嘴里呢喃的两个音节仿佛是魔咒一般,心随之疼痛起来,僵硬地扶着这个醉酒的人回到客房中。
准备将秦雪影安置到床上,他却紧紧地环住楚衣的颈项,眼神似是疑惑,眼前的人究竟是谁?晃动着,一个,两个?笑容更加灿烂起来,捧住早已僵硬的脸,深深地吻了下去,舌小心地试探着,不变的是那种不容拒绝的霸道。楚衣的眼终是迷离起来,僵硬的身体丝毫也不敢动,双手颤抖着搂住秦雪影醉酒后瘫软的身体,小心地生怕惊醒了这个梦。
因为他的回应,秦雪影更是买力讨好着,二人激动地相拥在一起,口舌无所顾忌交缠在一处,甚至忘记了呼吸。
一切痴迷、生涩如初恋,一切又熟悉地仿佛已重复过几千万次。
一切都是顺理成章,一切又叫人不安。
楚衣猛然惊醒,蓦地推开秦雪影,捂住唇,秦雪影却因着楚衣的力身体后仰,直愣愣地倒在了床上。
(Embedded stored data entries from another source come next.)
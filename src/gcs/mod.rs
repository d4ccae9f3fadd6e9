//! Google Cloud Storage client over the JSON API
//!
//! The original pipeline talks to GCS through the vendor SDK; here the same
//! operations (list, upload, download, copy, delete) are expressed directly
//! against the JSON API with a service-account bearer token.

pub mod auth;

pub use auth::{ServiceAccountKey, TokenProvider, SCOPE_CLOUD_PLATFORM, SCOPE_DRIVE_READONLY};

use reqwest::{Client, StatusCode};
use serde::Deserialize;
use tracing::debug;
use url::Url;

use crate::error::{IngestError, Result};

/// Default JSON API endpoint
const API_BASE: &str = "https://storage.googleapis.com/storage/v1/";

/// Default media upload endpoint
const UPLOAD_BASE: &str = "https://storage.googleapis.com/upload/storage/v1/";

/// Where a bearer token comes from
#[derive(Debug, Clone)]
pub enum TokenSource {
    /// Service-account key exchanged for OAuth2 tokens
    ServiceAccount(TokenProvider),
    /// Fixed token, used by tests and local emulators
    Static(String),
}

impl TokenSource {
    /// Return a valid bearer token
    pub async fn token(&self) -> Result<String> {
        match self {
            Self::ServiceAccount(provider) => provider.token().await,
            Self::Static(token) => Ok(token.clone()),
        }
    }
}

/// Metadata of one bucket object
#[derive(Debug, Clone, Deserialize)]
pub struct ObjectInfo {
    /// Full object name (path within the bucket)
    pub name: String,
    /// Object size in bytes, as reported by the API
    #[serde(default)]
    pub size: Option<String>,
}

impl ObjectInfo {
    /// `gs://` URI of this object
    pub fn uri(&self, bucket: &str) -> String {
        format!("gs://{}/{}", bucket, self.name)
    }

    /// Object size in bytes; the API reports it as a decimal string
    pub fn size_bytes(&self) -> u64 {
        self.size
            .as_deref()
            .and_then(|s| s.parse().ok())
            .unwrap_or(0)
    }
}

#[derive(Debug, Deserialize)]
struct ListResponse {
    #[serde(default)]
    items: Vec<ObjectInfo>,
    #[serde(rename = "nextPageToken")]
    next_page_token: Option<String>,
}

/// GCS JSON API client
#[derive(Debug, Clone)]
pub struct GcsClient {
    client: Client,
    tokens: TokenSource,
    api_base: Url,
    upload_base: Url,
}

impl GcsClient {
    /// Create a client authenticated with a service-account key
    pub fn new(key: ServiceAccountKey) -> Result<Self> {
        let tokens = TokenSource::ServiceAccount(TokenProvider::new(key, SCOPE_CLOUD_PLATFORM));
        Self::with_endpoints(tokens, API_BASE, UPLOAD_BASE)
    }

    /// Create a client against explicit endpoints (tests, emulators)
    pub fn with_endpoints(tokens: TokenSource, api_base: &str, upload_base: &str) -> Result<Self> {
        Ok(Self {
            client: Client::new(),
            tokens,
            api_base: Url::parse(api_base)?,
            upload_base: Url::parse(upload_base)?,
        })
    }

    fn object_url(&self, bucket: &str, object: &str) -> Result<Url> {
        let mut url = self.api_base.clone();
        url.path_segments_mut()
            .map_err(|_| IngestError::gcs("invalid API base URL"))?
            .pop_if_empty()
            .extend(["b", bucket, "o", object]);
        Ok(url)
    }

    async fn bearer(&self) -> Result<String> {
        self.tokens.token().await
    }

    /// List all objects under a prefix, following pagination
    pub async fn list_objects(&self, bucket: &str, prefix: &str) -> Result<Vec<ObjectInfo>> {
        let token = self.bearer().await?;
        let mut url = self.api_base.clone();
        url.path_segments_mut()
            .map_err(|_| IngestError::gcs("invalid API base URL"))?
            .pop_if_empty()
            .extend(["b", bucket, "o"]);

        let mut objects = Vec::new();
        let mut page_token: Option<String> = None;

        loop {
            let mut req = self.client.get(url.clone()).bearer_auth(&token);
            if !prefix.is_empty() {
                req = req.query(&[("prefix", prefix)]);
            }
            if let Some(ref pt) = page_token {
                req = req.query(&[("pageToken", pt)]);
            }

            let resp = req.send().await?;
            let resp = Self::check(resp, "list").await?;
            let page: ListResponse = resp.json().await?;
            objects.extend(page.items);

            match page.next_page_token {
                Some(pt) => page_token = Some(pt),
                None => break,
            }
        }

        let total_bytes: u64 = objects.iter().map(ObjectInfo::size_bytes).sum();
        debug!(
            bucket,
            prefix,
            count = objects.len(),
            total_bytes,
            "listed objects"
        );
        Ok(objects)
    }

    /// Check whether an object exists
    pub async fn object_exists(&self, bucket: &str, object: &str) -> Result<bool> {
        let token = self.bearer().await?;
        let url = self.object_url(bucket, object)?;
        let resp = self.client.get(url).bearer_auth(&token).send().await?;
        match resp.status() {
            StatusCode::OK => Ok(true),
            StatusCode::NOT_FOUND => Ok(false),
            status => Err(IngestError::gcs(format!("stat failed ({status})"))),
        }
    }

    /// Download an object as text; a missing object maps to `Ok(None)`
    pub async fn download_text(&self, bucket: &str, object: &str) -> Result<Option<String>> {
        match self.download_bytes(bucket, object).await? {
            Some(bytes) => Ok(Some(String::from_utf8_lossy(&bytes).into_owned())),
            None => Ok(None),
        }
    }

    /// Download an object's bytes; a missing object maps to `Ok(None)`
    pub async fn download_bytes(&self, bucket: &str, object: &str) -> Result<Option<Vec<u8>>> {
        let token = self.bearer().await?;
        let url = self.object_url(bucket, object)?;
        let resp = self
            .client
            .get(url)
            .bearer_auth(&token)
            .query(&[("alt", "media")])
            .send()
            .await?;

        if resp.status() == StatusCode::NOT_FOUND {
            return Ok(None);
        }
        let resp = Self::check(resp, "download").await?;
        Ok(Some(resp.bytes().await?.to_vec()))
    }

    /// Upload a local file as `object`
    pub async fn upload_file(
        &self,
        bucket: &str,
        object: &str,
        path: &std::path::Path,
        content_type: Option<&str>,
    ) -> Result<()> {
        let body = tokio::fs::read(path).await?;
        self.upload_bytes(bucket, object, body, content_type).await
    }

    /// Upload a string as `object`
    pub async fn upload_string(
        &self,
        bucket: &str,
        object: &str,
        content: &str,
        content_type: Option<&str>,
    ) -> Result<()> {
        self.upload_bytes(bucket, object, content.as_bytes().to_vec(), content_type)
            .await
    }

    async fn upload_bytes(
        &self,
        bucket: &str,
        object: &str,
        body: Vec<u8>,
        content_type: Option<&str>,
    ) -> Result<()> {
        let token = self.bearer().await?;
        let mut url = self.upload_base.clone();
        url.path_segments_mut()
            .map_err(|_| IngestError::gcs("invalid upload base URL"))?
            .pop_if_empty()
            .extend(["b", bucket, "o"]);

        let resp = self
            .client
            .post(url)
            .bearer_auth(&token)
            .query(&[("uploadType", "media"), ("name", object)])
            .header(
                reqwest::header::CONTENT_TYPE,
                content_type.unwrap_or("application/octet-stream"),
            )
            .body(body)
            .send()
            .await?;

        Self::check(resp, "upload").await?;
        debug!(bucket, object, "uploaded object");
        Ok(())
    }

    /// Server-side copy of an object
    pub async fn copy_object(
        &self,
        src_bucket: &str,
        src_object: &str,
        dst_bucket: &str,
        dst_object: &str,
    ) -> Result<()> {
        let token = self.bearer().await?;
        let mut url = self.api_base.clone();
        url.path_segments_mut()
            .map_err(|_| IngestError::gcs("invalid API base URL"))?
            .pop_if_empty()
            .extend([
                "b",
                src_bucket,
                "o",
                src_object,
                "copyTo",
                "b",
                dst_bucket,
                "o",
                dst_object,
            ]);

        let resp = self.client.post(url).bearer_auth(&token).send().await?;
        Self::check(resp, "copy").await?;
        Ok(())
    }

    /// Delete an object
    pub async fn delete_object(&self, bucket: &str, object: &str) -> Result<()> {
        let token = self.bearer().await?;
        let url = self.object_url(bucket, object)?;
        let resp = self.client.delete(url).bearer_auth(&token).send().await?;
        if resp.status() == StatusCode::NOT_FOUND {
            return Ok(());
        }
        Self::check(resp, "delete").await?;
        Ok(())
    }

    async fn check(resp: reqwest::Response, op: &str) -> Result<reqwest::Response> {
        let status = resp.status();
        if status.is_success() {
            return Ok(resp);
        }
        let body = resp.text().await.unwrap_or_default();
        if status == StatusCode::FORBIDDEN && body.to_lowercase().contains("quota") {
            return Err(IngestError::QuotaExhausted(format!("GCS {op}: {body}")));
        }
        Err(IngestError::gcs(format!("{op} failed ({status}): {body}")))
    }
}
这床铺虽然柔软还是让他痛呼了一声,好看的剑眉皱了皱,马上又舒展开来,欢愉地笑开了颜。只因为答应过那人,只要他笑,那人也会笑,所以一直尽量笑着,傻傻得希望他也能一起笑。楚衣神色复杂地看着他,将他的衣服脱下放到一边,抱起他端正地放到床铺中央,让他安稳地睡好。手指隔者层薄薄的空气描摹着他的容颜,叹了口气。
如果被爱需要付出你所无法想象的代价,你会不会接受。
站起身,走出去,放心地将他“一人”留在房内,关上门。若是真有不要命的人来,他自己也可以对付虽然他醉了,更何况还有鬼影。耐心地在厨房熬了一碗醒酒汤端回房里,自己坐到了床边没有离去,反正醉酒的他认得第二天什么都不会记得。